*Task inputs:*
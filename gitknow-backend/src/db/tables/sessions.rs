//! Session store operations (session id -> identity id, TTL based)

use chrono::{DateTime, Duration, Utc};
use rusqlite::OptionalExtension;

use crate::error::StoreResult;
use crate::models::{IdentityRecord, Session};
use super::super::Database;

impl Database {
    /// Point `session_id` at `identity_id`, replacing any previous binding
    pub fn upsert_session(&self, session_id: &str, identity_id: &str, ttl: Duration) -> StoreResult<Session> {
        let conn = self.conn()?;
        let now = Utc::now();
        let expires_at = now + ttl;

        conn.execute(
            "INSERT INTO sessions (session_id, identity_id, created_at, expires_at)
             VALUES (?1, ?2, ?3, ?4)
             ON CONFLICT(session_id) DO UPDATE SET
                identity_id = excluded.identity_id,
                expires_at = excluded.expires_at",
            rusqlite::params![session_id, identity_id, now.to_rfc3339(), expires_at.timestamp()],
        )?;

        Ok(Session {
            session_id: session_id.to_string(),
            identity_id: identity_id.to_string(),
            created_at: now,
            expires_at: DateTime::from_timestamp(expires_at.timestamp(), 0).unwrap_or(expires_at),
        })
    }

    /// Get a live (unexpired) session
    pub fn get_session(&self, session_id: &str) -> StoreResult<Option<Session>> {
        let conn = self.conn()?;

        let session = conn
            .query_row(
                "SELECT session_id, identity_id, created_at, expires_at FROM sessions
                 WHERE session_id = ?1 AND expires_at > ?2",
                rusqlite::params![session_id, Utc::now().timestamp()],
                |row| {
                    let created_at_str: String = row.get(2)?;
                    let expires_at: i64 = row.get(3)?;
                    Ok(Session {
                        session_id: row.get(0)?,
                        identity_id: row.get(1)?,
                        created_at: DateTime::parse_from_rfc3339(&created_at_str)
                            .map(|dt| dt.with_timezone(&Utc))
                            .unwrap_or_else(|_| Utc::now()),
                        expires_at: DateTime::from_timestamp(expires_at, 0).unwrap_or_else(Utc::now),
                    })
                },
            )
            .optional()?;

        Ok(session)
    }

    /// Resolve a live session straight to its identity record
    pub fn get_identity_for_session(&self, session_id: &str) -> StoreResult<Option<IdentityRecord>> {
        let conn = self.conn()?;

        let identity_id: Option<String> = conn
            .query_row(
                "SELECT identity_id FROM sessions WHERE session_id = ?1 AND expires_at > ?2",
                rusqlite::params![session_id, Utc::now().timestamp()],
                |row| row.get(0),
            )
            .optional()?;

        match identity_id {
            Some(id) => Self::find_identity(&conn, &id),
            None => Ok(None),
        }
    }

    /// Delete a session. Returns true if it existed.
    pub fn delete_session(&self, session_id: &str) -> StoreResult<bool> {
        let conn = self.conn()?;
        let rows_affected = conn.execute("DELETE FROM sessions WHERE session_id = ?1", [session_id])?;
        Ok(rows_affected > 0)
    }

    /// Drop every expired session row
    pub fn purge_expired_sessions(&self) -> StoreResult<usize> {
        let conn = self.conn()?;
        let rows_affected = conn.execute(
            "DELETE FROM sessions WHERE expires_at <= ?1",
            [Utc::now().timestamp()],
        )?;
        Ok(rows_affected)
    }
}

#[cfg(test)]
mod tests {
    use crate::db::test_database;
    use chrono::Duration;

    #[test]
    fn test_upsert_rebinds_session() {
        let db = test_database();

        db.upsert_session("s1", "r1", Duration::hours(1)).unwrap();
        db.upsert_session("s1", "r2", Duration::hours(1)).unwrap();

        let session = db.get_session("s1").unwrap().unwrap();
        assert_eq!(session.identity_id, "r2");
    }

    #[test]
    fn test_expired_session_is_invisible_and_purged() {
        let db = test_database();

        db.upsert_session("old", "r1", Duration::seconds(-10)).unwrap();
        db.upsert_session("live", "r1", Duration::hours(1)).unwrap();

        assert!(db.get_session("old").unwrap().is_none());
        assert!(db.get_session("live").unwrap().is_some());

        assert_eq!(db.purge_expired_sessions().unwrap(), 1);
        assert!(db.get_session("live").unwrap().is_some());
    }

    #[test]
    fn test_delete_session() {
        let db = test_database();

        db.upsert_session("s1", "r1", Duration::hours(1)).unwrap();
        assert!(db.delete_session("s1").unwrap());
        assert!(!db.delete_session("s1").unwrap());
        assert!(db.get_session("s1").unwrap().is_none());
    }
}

*Exercise directions:*
Extract every line from the one containing "Ok(rows_affected > 0)" through the last line of the data, inclusive, exactly as written.

*Exercise result:*
        Ok(rows_affected > 0)
    }

    /// Drop every expired session row
    pub fn purge_expired_sessions(&self) -> StoreResult<usize> {
        let conn = self.conn()?;
        let rows_affected = conn.execute(
            "DELETE FROM sessions WHERE expires_at <= ?1",
            [Utc::now().timestamp()],
        )?;
        Ok(rows_affected)
    }
}

#[cfg(test)]
mod tests {
    use crate::db::test_database;
    use chrono::Duration;

    #[test]
    fn test_upsert_rebinds_session() {
        let db = test_database();

        db.upsert_session("s1", "r1", Duration::hours(1)).unwrap();
        db.upsert_session("s1", "r2", Duration::hours(1)).unwrap();

        let session = db.get_session("s1").unwrap().unwrap();
        assert_eq!(session.identity_id, "r2");
    }

    #[test]
    fn test_expired_session_is_invisible_and_purged() {
        let db = test_database();

        db.upsert_session("old", "r1", Duration::seconds(-10)).unwrap();
        db.upsert_session("live", "r1", Duration::hours(1)).unwrap();

        assert!(db.get_session("old").unwrap().is_none());
        assert!(db.get_session("live").unwrap().is_some());

        assert_eq!(db.purge_expired_sessions().unwrap(), 1);
        assert!(db.get_session("live").unwrap().is_some());
    }

    #[test]
    fn test_delete_session() {
        let db = test_database();

        db.upsert_session("s1", "r1", Duration::hours(1)).unwrap();
        assert!(db.delete_session("s1").unwrap());
        assert!(!db.delete_session("s1").unwrap());
        assert!(db.get_session("s1").unwrap().is_none());
    }
}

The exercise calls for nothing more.